ReorientationEmulationPipeline#

class mobgap.re_orientation.pipeline.ReorientationEmulationPipeline(
algo: BaseReorientationCorrector,
)[source]#

Run a reorientation algorithm on simulated sensor misorientations.

This pipeline uses the reference walking bouts of a datapoint. For every walking bout, it creates one copy for each supported rough mounting orientation using mobgap._gaitmap.utils.rotations.flip_dataset, runs the wrapped algorithm, and stores the detected orientation class.

Parameters:
algo

The reorientation algorithm to be run in the pipeline.

Other Parameters:
datapoint

The datapoint that was passed to the run method.

Attributes:
predictions_

Dataframe with one row per walking bout and simulated orientation. The dataframe is indexed by wb_id and has the columns label and prediction.

predictions_per_wb_

A dict containing one label/prediction dataframe per walking bout.

per_wb_algo_

A dict of the reorientation algorithm instances run on each walking bout and simulated orientation. The key is (wb_id, label).

Methods

clone()

Create a new instance of the class with all parameters copied over.

get_params([deep])

Get parameters for this algorithm.

run(datapoint)

Run the pipeline on a single datapoint.

safe_run(datapoint)

Run the pipeline with some additional checks.

set_params(**params)

Set the parameters of this Algorithm.

__init__(
algo: BaseReorientationCorrector,
) None[source]#
clone() Self#

Create a new instance of the class with all parameters copied over.

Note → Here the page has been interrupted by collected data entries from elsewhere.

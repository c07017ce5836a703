use async_trait::async_trait;
use chrono::{DateTime, Utc};
use mongodb::{bson::doc, Client, Collection};
use serde::{Deserialize, Serialize};

use crate::error::{PersistError, Result};
use crate::store::KeyValueStore;

const COLLECTION_NAME: &str = "kv";

/// One stored entry; the key doubles as the document id
#[derive(Debug, Clone, Serialize, Deserialize)]
struct KvDocument {
    #[serde(rename = "_id")]
    key: String,
    value: String,
    updated_at: DateTime<Utc>,
}

#[derive(Clone)]
pub struct MongoStore {
    collection: Collection<KvDocument>,
}

impl MongoStore {
    /// Connect to MongoDB and bind the `kv` collection
    pub async fn connect(mongodb_uri: &str, database: &str) -> Result<Self> {
        let client = Client::with_uri_str(mongodb_uri)
            .await
            .map_err(|e| PersistError::Connection(e.to_string()))?;

        let collection = client.database(database).collection(COLLECTION_NAME);
        Ok(Self { collection })
    }
}

#[async_trait]
impl KeyValueStore for MongoStore {
    async fn get(&self, key: &str) -> Result<Option<String>> {
        let filter = doc! { "_id": key };
        let document = self.collection.find_one(filter).await?;
        Ok(document.map(|d| d.value))
    }

    async fn set(&self, key: &str, value: String) -> Result<()> {
        let filter = doc! { "_id": key };
        let document = KvDocument {
            key: key.to_string(),
            value,
            updated_at: Utc::now(),
        };
        self.collection
            .replace_one(filter, &document)
            .upsert(true)
            .await?;
        Ok(())
    }

    async fn remove(&self, key: &str) -> Result<()> {
        let filter = doc! { "_id": key };
        self.collection.delete_one(filter).await?;
        Ok(())
    }

    fn backend_name(&self) -> &'static str {
        "mongodb"
    }
}
use axum::{
    middleware,
    routing::{get, post, put},
    Router,
};
use std::sync::Arc;
use std::time::Duration;
use tower_http::{
    compression::CompressionLayer,
    cors::{Any, CorsLayer},
    timeout::TimeoutLayer,
    trace::TraceLayer,
};

use crate::{
    config::Config,
    handlers::stream,
    middleware::logging,
    openapi,
    routes::{auth, chats, content, health, messages},
    state::AppState,
};

pub fn build_router(state: Arc<AppState>) -> Router {
    let api_routes = Router::new()
        // Health
        .route("/health", get(health::health_check))
        // Session
        .route("/auth/sign-in", post(auth::sign_in))
        .route("/auth/sign-up", post(auth::sign_up))
        .route("/auth/sign-out", post(auth::sign_out))
        .route("/auth/session", get(auth::session))
        // Chats
        .route("/chats", get(chats::list_chats).post(chats::create_chat))
        .route("/chats/current", put(chats::select_chat))
        .route(
            "/chats/:chat_id",
            get(chats::get_chat).delete(chats::delete_chat),
        )
        // Messages
        .route(
            "/chats/:chat_id/messages",
            get(messages::list_messages).post(stream::send_message_stream),
        )
        .route("/messages", post(stream::send_to_current_stream))
        // Content
        .route("/content/exercises", get(content::list_exercises))
        .route("/content/exercises/:name", get(content::get_exercise))
        .route("/content/tips", get(content::list_tips))
        .route("/content/quotes", get(content::list_quotes))
        .route("/content/activities", get(content::list_activities))
        .route("/content/moods", get(content::list_moods))
        // Docs
        .route("/api/openapi.json", get(openapi::openapi_json));

    let timeout = Duration::from_secs(state.config.server.request_timeout_secs);

    api_routes
        .layer(middleware::from_fn(logging::log_request))
        .layer(TimeoutLayer::new(timeout))
        .layer(CompressionLayer::new())
        .layer(build_cors_layer(&state.config))
        .layer(TraceLayer::new_for_http())
        .with_state(state)
}

fn build_cors_layer(config: &Config) -> CorsLayer {
    if config.cors.enabled {
        let cors = CorsLayer::new()
            .allow_methods([
                axum::http::Method::GET,
                axum::http::Method::POST,
                axum::http::Method::PUT,
                axum::http::Method::DELETE,
                axum::http::Method::OPTIONS,
            ])
            .allow_headers(Any)
            .expose_headers([axum::http::HeaderName::from_static(
                stream::CHAT_ID_HEADER,
            )]);

        if config.cors.origins.iter().any(|o| o == "*") {
            cors.allow_origin(Any)
        } else {
            let parsed_origins: Vec<axum::http::HeaderValue> = config
                .cors
                .origins
                .iter()
                .filter_map(|o| o.parse::<axum::http::HeaderValue>().ok())
                .collect();

            cors.allow_origin(parsed_origins)
        }
    } else {
        CorsLayer::permissive()
    }
}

This will create a new instance of the class itself and all nested objects

get_params(deep: bool = True) dict[str, Any]#

Get parameters for this algorithm.

Parameters:
deep

Only relevant if object contains nested algorithm objects. If this is the case and deep is True, the params of these nested objects are included in the output using a prefix like nested_object_name__ (Note the two “_” at the end)

Returns:
params

Parameter names mapped to their values.

run(
datapoint: BaseGaitDatasetWithReference,
) Self[source]#

Run the pipeline on a single datapoint.

safe_run(
datapoint: DatasetT,
) Self#

Run the pipeline with some additional checks.

It is preferred to use this method over run, as it can catch some simple implementation errors of custom pipelines. It does not validate that the provided dataset instance contains only a single datapoint/group.

The following things are checked:

  • The run method must return self (or at least an instance of the pipeline)

  • The run method must set result attributes on the pipeline

  • All result attributes must have a trailing _ in their name

  • The run method must not modify the input parameters of the pipeline

Parameters:
datapoint

An instance of a tpcp.Dataset containing only a single datapoint. The structure of the data will depend on the dataset.

Returns:
self

The class instance with all result attributes populated

set_params(
**params: Any,
) Self#

Set the parameters of this Algorithm.

To set parameters of nested objects use nested_object_name__para_name=.